Formula 2 and Formula 3 have recently announced the use of sustainable fuel from next year in partnership with Aramco. In reality, the Saudi oil company will use the promotional formulas as a giant laboratory for the arrival of synthetic fuels in F1 in 2026, bringing new products little by little from a biofuel.
“We intend to have a booster fuel to use the existing engine by 2023 and complete the same formulation by 2024” explained Pierre Calendini, director of fuel research at Aramco.
“So our next step will be in 2025 and 2026 to start including the synthetic components and then pave the way to Formula 1 by 2026 with fully sustainable fuel, and to arrive with fully sustainable fuel in 2027 for F2 and F3”.
“The biofuel strategy is a way to achieve what we call sustainable components. The fuel is a mixture of different molecules and we can very quickly start using bio-based components very close to what we will produce in 2024 and then use . to develop from here.”
“Then we introduce and increase the amount of molecules made by the synthetic process. Synthetic fuel is a big program. We are currently investing in two pilot production sites, one in Saudi Arabia and one in Spain.”
“This would lead in 2024 to one of the largest pilot productions of synthetic fuels. And then we will use our molecules to make the fuel for F2, F3 and also to think about Formula 1 for the fuels of 2025, 2026 and 2027.”
Didier Perrin, the technical director of F2, confirms these ambitions: “We have a big ambition with Aramco, F2 and F3. We want to be sustainable with synthetic fuel and capturing carbon dioxide by 2027 is much more ambitious than just being sustainable.”
“Based on this goal, we are establishing a roadmap in several stages, the first of which will be in 2023 to start with sustainable fuel. But the development will continue until we reach the really ambitious goal of being fully sustainable and synthetic in 2027”.
Similar engines with different fuel
Mecachrome is currently supplying the F2 engines, often criticized for their reliability. It is not planned to change the engine, but simply to adapt the current blocks to the new fuels.
“On the engine side, right now and for 2023, 2024, to get the fuel into those engines, we won’t have to make any hardware changes. Maybe starting in 2025 and definitely starting in 2027, maybe we’ll have to do some adjustments. to the hardware, like the injectors or something like that.”

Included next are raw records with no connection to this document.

use ratatui::style::{Color, Modifier, Style};

pub(crate) const HEADER_BG: Color = Color::Rgb(30, 30, 46);
pub(crate) const ACCENT: Color = Color::Rgb(137, 180, 250);
pub(crate) const GREEN: Color = Color::Rgb(166, 227, 161);
pub(crate) const RED: Color = Color::Rgb(243, 139, 168);
pub(crate) const YELLOW: Color = Color::Rgb(249, 226, 175);
pub(crate) const SURFACE: Color = Color::Rgb(49, 50, 68);
pub(crate) const TEXT: Color = Color::Rgb(205, 214, 244);
pub(crate) const TEXT_DIM: Color = Color::Rgb(127, 132, 156);
pub(crate) const OVERLAY: Color = Color::Rgb(69, 71, 90);
pub(crate) const BAR_BG: Color = Color::Rgb(24, 24, 37);

pub(crate) fn header_style() -> Style {
    Style::default()
        .fg(TEXT)
        .bg(HEADER_BG)
        .add_modifier(Modifier::BOLD)
}

pub(crate) fn title_style() -> Style {
    Style::default().fg(TEXT_DIM).add_modifier(Modifier::BOLD)
}

pub(crate) fn border_style() -> Style {
    Style::default().fg(OVERLAY)
}

pub(crate) fn selected_style() -> Style {
    Style::default().fg(HEADER_BG).bg(ACCENT)
}

pub(crate) fn normal_style() -> Style {
    Style::default().fg(TEXT)
}

pub(crate) fn dim_style() -> Style {
    Style::default().fg(TEXT_DIM)
}

pub(crate) fn alt_row_style() -> Style {
    Style::default().fg(TEXT).bg(SURFACE)
}

pub(crate) fn status_bar_style() -> Style {
    Style::default().fg(TEXT_DIM).bg(SURFACE)
}

pub(crate) fn message_bar_style() -> Style {
    Style::default().fg(TEXT).bg(BAR_BG)
}
use ratatui::{
    layout::Rect,
    style::{Modifier, Style},
    text::{Line, Span},
    widgets::{Block, Borders, List, ListItem},
    Frame,
};
use rust_decimal::prelude::ToPrimitive;
use rust_decimal::Decimal;

use crate::report;
use crate::store::TransactionStore;
use crate::ui::app::App;
use crate::ui::theme;
use crate::ui::util::format_amount;

pub(crate) fn render(f: &mut Frame, area: Rect, app: &App, store: &TransactionStore) {
    let rows = report::budget_vs_actual(store.transactions(), &app.budgets);

    let items: Vec<ListItem> = rows
        .iter()
        .enumerate()
        .map(|(i, row)| {
            let ratio = if row.limit > Decimal::ZERO {
                (row.actual / row.limit).to_f64().unwrap_or(0.0)
            } else {
                0.0
            };

            let color = if ratio > 0.9 {
                theme::RED
            } else if ratio > 0.7 {
                theme::YELLOW
            } else {
                theme::GREEN
            };

            let name_style = if i % 2 == 0 {
                theme::alt_row_style()
            } else {
                theme::normal_style()
            };

            let bar = progress_bar(ratio.min(1.0), 24);

            ListItem::new(Line::from(vec![
                Span::styled(format!(" {:<11}", row.category.as_str()), name_style),
                Span::styled(
                    format!("{:>11} / {:<11}", format_amount(row.actual), format_amount(row.limit)),
                    Style::default().fg(color),
                ),
                Span::styled(bar, Style::default().fg(color)),
                Span::styled(
                    format!(" {:.0}%", ratio * 100.0),
                    Style::default().fg(color).add_modifier(Modifier::BOLD),
                ),
            ]))
        })
        .collect();

    let list = List::new(items).block(
        Block::default()
            .borders(Borders::ALL)
            .border_style(theme::border_style())
            .title(Span::styled(" Budget vs Actual ", theme::title_style())),
    );
    f.render_widget(list, area);
}

fn progress_bar(ratio: f64, width: usize) -> String {
    let filled = (ratio * width as f64) as usize;
    let empty = width.saturating_sub(filled);
    format!("[{}{}]", "█".repeat(filled), "░".repeat(empty))
}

“But for now, for 2023 and 2024, the introduction of the new fuel is exactly the same engine, just a different mapping, and that’s nice. Basically, we don’t intend to bring any changes to the cars for next year. That’s the beauty of this project, we’re developing the engine with the new fuel for 2023.”
“The engines are currently on the dyno and so far we haven’t needed to make any hardware changes to the engine, we just have to adapt the map to the new fuel. So that’s really good for the teams, it’s really good for us . And everything is going great so far with the existing engines.”
With this, it is hoped that the reliability of F2, already questioned on several occasions, will not change: “Obviously it’s something we take into account in the partnership with Aramco, who have already been involved in a few championships with sustainable fuels. We’ve got some information and we take it into account in the development of the engine to make it sustainable. future”.
“So yes, with Aramco, we are learning from past experience and incorporating that into current development. But we are confident that from a reliability standpoint, to be completely transparent, we expect exactly the same level of performance and reliability “.
Bruno Michel wants to be reassuring about reliability
F2 is already testing these fuels and their effects in the current engines that power the single-seaters designed by Dallara. Bruno Michel, director of F2 and F3, is in no way worried about this change.
“We are doing all the necessary testing for all the pre-selection and selection of the fuel we will be using next year and I can tell you with certainty that the fuel will not be a reliability issue at all” reassures the manager. “For everything, including the engine, we’re a one-design category.”
“Everybody runs in the same gear. And at some point you can be unlucky, let’s put it that way. At some point you can have technical problems that have nothing to do with the engine, or that have nothing to do with the fuel” .
“But as I said, we will do whatever is necessary in terms of testing because, as you can imagine, before we introduce any fuel, we embark on a very intense development program.
“Right now, the engines and the fuel we’re going to use next year are on the test bench for hours and hours before we put them on the track, in our development car, and before we show them to everyone.”